(Extracted information begins)

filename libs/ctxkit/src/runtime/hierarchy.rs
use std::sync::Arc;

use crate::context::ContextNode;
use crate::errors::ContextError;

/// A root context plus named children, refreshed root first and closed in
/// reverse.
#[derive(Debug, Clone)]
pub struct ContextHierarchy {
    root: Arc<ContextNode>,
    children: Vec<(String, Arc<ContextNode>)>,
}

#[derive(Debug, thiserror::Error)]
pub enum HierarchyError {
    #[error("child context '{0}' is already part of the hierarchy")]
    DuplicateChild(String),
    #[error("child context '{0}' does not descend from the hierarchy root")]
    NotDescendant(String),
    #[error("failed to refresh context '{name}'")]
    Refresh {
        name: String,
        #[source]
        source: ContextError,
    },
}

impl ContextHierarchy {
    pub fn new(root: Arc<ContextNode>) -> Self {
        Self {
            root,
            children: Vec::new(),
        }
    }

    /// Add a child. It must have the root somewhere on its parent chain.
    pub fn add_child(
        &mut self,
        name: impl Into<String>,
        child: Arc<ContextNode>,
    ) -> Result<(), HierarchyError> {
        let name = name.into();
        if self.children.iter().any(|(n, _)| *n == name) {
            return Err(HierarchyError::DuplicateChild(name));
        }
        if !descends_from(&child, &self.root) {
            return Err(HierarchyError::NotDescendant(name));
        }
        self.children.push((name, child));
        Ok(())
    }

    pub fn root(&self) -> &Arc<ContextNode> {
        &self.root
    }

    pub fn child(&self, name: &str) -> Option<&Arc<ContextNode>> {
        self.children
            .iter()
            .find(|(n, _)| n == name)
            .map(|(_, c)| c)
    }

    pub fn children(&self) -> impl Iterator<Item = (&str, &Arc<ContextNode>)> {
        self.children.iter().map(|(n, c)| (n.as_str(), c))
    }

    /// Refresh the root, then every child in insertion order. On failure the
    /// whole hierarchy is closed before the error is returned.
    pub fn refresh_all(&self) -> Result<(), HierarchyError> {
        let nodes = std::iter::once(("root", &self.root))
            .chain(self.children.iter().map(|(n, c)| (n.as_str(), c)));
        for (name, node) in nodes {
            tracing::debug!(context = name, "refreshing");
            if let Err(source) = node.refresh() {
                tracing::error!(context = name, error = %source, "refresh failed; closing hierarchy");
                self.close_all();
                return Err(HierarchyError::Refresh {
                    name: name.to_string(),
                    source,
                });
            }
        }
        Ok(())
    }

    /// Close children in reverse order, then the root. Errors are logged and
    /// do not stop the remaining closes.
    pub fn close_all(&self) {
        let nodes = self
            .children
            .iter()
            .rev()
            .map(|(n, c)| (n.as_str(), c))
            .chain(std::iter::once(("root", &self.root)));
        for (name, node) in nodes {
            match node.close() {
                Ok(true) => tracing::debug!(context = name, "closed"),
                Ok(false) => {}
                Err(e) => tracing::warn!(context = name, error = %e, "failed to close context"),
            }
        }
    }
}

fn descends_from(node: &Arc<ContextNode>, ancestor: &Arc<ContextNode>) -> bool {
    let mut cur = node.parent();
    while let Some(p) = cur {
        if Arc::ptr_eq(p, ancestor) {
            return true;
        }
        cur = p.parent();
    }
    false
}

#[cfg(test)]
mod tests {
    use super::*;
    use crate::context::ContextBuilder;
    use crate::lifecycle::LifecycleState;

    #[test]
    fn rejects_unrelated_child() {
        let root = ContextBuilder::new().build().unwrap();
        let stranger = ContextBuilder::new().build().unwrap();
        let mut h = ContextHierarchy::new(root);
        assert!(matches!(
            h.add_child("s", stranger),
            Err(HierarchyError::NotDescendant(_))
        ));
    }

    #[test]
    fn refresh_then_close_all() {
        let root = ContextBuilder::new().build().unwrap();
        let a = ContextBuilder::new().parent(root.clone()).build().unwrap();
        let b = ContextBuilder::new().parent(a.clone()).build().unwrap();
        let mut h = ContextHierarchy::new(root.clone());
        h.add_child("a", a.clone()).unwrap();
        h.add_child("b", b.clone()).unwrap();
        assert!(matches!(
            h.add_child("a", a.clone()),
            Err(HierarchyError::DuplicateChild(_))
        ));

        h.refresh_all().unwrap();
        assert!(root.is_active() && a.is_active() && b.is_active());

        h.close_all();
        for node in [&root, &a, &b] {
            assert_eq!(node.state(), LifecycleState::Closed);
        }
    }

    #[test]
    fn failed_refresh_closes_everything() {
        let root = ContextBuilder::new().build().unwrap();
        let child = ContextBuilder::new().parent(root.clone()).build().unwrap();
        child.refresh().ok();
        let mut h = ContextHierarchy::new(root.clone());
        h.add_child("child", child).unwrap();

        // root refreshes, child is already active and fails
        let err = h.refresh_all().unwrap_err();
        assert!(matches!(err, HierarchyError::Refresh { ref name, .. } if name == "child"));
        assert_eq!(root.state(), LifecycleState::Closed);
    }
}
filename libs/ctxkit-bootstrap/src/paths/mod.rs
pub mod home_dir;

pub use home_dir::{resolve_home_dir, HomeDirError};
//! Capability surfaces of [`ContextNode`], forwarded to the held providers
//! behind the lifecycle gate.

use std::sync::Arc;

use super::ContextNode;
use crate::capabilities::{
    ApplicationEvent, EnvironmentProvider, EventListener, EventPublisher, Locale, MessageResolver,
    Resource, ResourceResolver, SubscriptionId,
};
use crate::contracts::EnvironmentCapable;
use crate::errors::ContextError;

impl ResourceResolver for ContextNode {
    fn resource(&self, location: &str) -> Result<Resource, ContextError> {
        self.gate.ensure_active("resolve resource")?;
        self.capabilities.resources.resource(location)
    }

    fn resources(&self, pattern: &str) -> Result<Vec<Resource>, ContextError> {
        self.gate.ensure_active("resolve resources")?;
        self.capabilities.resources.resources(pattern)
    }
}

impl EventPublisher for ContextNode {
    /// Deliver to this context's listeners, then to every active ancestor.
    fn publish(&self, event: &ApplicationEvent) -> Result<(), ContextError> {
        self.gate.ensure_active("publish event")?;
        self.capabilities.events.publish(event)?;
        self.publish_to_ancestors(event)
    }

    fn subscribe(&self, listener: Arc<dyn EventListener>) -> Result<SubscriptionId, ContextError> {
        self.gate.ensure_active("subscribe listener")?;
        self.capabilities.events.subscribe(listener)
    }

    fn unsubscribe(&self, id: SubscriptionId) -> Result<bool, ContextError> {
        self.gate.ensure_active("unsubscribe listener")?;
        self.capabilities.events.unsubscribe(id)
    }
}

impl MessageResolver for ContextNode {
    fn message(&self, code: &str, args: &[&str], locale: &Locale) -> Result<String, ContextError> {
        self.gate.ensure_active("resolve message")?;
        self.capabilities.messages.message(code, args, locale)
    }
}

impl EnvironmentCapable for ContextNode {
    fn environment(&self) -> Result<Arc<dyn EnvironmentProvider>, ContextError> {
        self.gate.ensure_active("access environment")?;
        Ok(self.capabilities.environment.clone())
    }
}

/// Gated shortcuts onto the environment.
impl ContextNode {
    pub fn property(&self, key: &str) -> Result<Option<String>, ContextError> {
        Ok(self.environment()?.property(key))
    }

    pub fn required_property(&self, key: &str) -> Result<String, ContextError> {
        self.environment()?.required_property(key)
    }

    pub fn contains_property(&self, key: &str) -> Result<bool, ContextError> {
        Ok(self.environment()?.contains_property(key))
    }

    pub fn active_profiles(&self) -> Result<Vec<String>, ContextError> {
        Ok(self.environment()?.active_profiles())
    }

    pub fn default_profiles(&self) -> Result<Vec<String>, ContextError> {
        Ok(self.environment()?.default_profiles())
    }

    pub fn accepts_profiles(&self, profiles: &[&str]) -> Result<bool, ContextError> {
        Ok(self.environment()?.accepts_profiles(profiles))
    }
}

(Extracted information ends)

◆ What you have to do: Begin with the first line of the records and finish with the line containing "let name = name.into();". Reproduce those lines exactly, both ends included, and nothing else.

◆ Task result:
filename libs/ctxkit/src/runtime/hierarchy.rs
use std::sync::Arc;

use crate::context::ContextNode;
use crate::errors::ContextError;

/// A root context plus named children, refreshed root first and closed in
/// reverse.
#[derive(Debug, Clone)]
pub struct ContextHierarchy {
    root: Arc<ContextNode>,
    children: Vec<(String, Arc<ContextNode>)>,
}

#[derive(Debug, thiserror::Error)]
pub enum HierarchyError {
    #[error("child context '{0}' is already part of the hierarchy")]
    DuplicateChild(String),
    #[error("child context '{0}' does not descend from the hierarchy root")]
    NotDescendant(String),
    #[error("failed to refresh context '{name}'")]
    Refresh {
        name: String,
        #[source]
        source: ContextError,
    },
}

impl ContextHierarchy {
    pub fn new(root: Arc<ContextNode>) -> Self {
        Self {
            root,
            children: Vec::new(),
        }
    }

    /// Add a child. It must have the root somewhere on its parent chain.
    pub fn add_child(
        &mut self,
        name: impl Into<String>,
        child: Arc<ContextNode>,
    ) -> Result<(), HierarchyError> {
        let name = name.into();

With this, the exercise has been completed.